Your goal | Please give back word for word the lines below, from the first one through the one with "#[tokio::main]".

Material to process |

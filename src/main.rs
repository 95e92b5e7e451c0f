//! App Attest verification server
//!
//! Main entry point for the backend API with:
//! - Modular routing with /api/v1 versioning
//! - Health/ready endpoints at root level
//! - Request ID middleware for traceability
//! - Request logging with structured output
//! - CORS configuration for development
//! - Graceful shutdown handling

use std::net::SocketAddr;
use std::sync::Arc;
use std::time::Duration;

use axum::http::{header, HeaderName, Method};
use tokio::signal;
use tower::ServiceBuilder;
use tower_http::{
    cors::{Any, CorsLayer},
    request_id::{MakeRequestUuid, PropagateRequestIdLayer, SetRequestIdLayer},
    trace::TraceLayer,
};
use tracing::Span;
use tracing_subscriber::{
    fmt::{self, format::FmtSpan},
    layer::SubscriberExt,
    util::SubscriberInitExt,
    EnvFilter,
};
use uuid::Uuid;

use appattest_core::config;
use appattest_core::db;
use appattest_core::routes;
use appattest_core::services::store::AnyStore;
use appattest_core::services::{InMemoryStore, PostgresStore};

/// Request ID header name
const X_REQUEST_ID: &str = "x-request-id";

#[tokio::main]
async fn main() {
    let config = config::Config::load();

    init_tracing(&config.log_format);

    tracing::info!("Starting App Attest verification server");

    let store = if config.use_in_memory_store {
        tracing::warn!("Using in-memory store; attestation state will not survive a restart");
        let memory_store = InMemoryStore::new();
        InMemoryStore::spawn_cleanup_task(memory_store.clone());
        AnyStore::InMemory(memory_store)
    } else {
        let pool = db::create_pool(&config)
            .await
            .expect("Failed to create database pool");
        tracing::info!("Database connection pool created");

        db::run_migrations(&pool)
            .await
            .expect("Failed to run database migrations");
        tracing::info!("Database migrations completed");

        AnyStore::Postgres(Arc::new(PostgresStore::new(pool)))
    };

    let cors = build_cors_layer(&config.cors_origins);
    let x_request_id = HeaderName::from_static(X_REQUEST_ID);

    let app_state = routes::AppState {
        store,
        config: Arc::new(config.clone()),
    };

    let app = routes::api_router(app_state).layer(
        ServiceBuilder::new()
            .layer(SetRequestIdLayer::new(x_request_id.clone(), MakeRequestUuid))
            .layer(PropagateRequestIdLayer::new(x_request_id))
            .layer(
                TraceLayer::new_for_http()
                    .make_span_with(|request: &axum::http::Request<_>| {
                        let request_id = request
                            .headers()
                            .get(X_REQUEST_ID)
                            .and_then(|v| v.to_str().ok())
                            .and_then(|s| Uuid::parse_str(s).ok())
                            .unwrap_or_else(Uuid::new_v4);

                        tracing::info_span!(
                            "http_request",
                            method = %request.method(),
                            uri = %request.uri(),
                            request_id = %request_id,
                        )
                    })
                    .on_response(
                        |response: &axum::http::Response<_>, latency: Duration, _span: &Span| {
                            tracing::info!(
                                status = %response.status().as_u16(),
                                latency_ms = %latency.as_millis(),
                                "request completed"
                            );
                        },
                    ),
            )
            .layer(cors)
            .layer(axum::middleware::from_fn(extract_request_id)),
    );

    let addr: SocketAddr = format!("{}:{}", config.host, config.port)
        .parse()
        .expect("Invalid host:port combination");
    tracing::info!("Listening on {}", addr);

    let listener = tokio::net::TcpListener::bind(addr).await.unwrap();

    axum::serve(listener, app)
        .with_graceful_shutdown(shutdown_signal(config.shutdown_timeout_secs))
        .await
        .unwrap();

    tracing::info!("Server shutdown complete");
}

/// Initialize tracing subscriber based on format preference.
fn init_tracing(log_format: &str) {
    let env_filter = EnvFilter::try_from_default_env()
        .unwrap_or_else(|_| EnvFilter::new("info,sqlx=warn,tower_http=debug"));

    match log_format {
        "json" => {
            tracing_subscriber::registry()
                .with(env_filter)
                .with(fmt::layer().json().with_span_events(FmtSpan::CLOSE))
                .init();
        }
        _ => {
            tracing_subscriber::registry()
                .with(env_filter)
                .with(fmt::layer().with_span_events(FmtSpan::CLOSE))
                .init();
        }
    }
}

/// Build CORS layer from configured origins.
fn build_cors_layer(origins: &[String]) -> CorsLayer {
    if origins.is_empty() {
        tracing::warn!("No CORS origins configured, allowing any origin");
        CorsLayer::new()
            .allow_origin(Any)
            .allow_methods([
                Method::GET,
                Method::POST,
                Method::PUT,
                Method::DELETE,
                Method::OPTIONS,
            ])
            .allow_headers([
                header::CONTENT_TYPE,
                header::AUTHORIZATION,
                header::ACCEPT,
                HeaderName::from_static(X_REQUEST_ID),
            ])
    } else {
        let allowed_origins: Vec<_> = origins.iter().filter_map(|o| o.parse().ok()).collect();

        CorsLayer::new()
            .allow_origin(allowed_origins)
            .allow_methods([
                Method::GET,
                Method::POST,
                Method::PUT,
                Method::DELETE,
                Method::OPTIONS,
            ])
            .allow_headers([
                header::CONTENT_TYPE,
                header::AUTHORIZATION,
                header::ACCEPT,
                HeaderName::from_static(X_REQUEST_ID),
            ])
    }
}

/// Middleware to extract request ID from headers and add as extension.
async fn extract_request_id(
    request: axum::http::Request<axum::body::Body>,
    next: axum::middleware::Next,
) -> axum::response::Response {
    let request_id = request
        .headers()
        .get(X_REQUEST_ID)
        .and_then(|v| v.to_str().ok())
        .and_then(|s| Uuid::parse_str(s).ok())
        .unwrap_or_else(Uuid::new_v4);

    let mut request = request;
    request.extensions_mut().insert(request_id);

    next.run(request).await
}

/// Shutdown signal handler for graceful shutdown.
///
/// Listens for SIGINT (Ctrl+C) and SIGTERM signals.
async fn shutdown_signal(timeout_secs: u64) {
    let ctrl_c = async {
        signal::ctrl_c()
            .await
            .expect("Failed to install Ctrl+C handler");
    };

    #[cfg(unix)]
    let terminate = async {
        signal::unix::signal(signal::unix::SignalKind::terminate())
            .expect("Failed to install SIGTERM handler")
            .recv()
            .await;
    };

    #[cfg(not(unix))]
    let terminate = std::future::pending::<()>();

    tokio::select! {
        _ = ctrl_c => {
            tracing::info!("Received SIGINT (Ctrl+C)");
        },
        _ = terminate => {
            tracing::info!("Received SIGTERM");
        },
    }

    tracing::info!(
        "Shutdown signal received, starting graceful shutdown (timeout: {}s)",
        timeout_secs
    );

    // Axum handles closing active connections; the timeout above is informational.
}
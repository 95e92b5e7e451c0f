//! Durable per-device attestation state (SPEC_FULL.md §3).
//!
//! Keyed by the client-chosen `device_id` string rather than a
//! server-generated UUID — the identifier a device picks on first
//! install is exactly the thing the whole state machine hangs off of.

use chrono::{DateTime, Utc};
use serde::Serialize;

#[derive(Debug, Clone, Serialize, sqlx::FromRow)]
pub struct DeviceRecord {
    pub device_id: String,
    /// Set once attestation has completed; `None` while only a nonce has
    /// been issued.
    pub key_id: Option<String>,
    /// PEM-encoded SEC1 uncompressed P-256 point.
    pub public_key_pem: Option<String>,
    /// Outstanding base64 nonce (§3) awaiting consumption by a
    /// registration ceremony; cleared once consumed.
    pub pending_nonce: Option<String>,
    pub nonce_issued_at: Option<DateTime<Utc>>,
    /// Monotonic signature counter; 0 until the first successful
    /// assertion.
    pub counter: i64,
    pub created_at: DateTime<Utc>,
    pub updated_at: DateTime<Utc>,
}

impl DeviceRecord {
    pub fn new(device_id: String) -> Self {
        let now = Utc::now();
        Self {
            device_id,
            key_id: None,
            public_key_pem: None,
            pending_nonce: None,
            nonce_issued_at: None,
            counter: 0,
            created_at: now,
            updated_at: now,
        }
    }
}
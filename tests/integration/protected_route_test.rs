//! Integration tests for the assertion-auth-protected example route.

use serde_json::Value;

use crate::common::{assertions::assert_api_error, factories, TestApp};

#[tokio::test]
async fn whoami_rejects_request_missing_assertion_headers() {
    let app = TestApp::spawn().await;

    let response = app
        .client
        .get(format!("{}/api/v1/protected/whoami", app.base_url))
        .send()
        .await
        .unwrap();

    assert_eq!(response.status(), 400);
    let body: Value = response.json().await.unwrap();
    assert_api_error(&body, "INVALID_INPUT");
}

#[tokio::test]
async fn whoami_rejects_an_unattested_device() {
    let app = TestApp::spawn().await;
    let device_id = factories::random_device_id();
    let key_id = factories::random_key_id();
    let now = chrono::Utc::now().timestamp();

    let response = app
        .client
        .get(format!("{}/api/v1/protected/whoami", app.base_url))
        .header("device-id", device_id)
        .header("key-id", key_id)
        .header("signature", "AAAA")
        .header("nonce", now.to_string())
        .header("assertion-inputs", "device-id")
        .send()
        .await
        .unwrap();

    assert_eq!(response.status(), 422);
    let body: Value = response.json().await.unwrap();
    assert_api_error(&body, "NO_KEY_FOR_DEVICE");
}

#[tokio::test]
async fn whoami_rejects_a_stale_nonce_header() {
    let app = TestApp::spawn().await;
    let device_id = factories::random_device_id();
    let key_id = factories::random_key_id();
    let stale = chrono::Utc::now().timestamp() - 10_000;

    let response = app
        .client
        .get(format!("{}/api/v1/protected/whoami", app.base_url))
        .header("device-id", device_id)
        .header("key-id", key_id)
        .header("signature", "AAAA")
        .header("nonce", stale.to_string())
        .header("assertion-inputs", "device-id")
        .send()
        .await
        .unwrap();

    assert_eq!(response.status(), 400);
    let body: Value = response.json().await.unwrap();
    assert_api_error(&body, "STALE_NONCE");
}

Final answer |
filename src/main.rs
repository 95e92b5e7e451c0f
//! App Attest verification server
//!
//! Main entry point for the backend API with:
//! - Modular routing with /api/v1 versioning
//! - Health/ready endpoints at root level
//! - Request ID middleware for traceability
//! - Request logging with structured output
//! - CORS configuration for development
//! - Graceful shutdown handling

use std::net::SocketAddr;
use std::sync::Arc;
use std::time::Duration;

use axum::http::{header, HeaderName, Method};
use tokio::signal;
use tower::ServiceBuilder;
use tower_http::{
    cors::{Any, CorsLayer},
    request_id::{MakeRequestUuid, PropagateRequestIdLayer, SetRequestIdLayer},
    trace::TraceLayer,
};
use tracing::Span;
use tracing_subscriber::{
    fmt::{self, format::FmtSpan},
    layer::SubscriberExt,
    util::SubscriberInitExt,
    EnvFilter,
};
use uuid::Uuid;

use appattest_core::config;
use appattest_core::db;
use appattest_core::routes;
use appattest_core::services::store::AnyStore;
use appattest_core::services::{InMemoryStore, PostgresStore};

/// Request ID header name
const X_REQUEST_ID: &str = "x-request-id";

#[tokio::main]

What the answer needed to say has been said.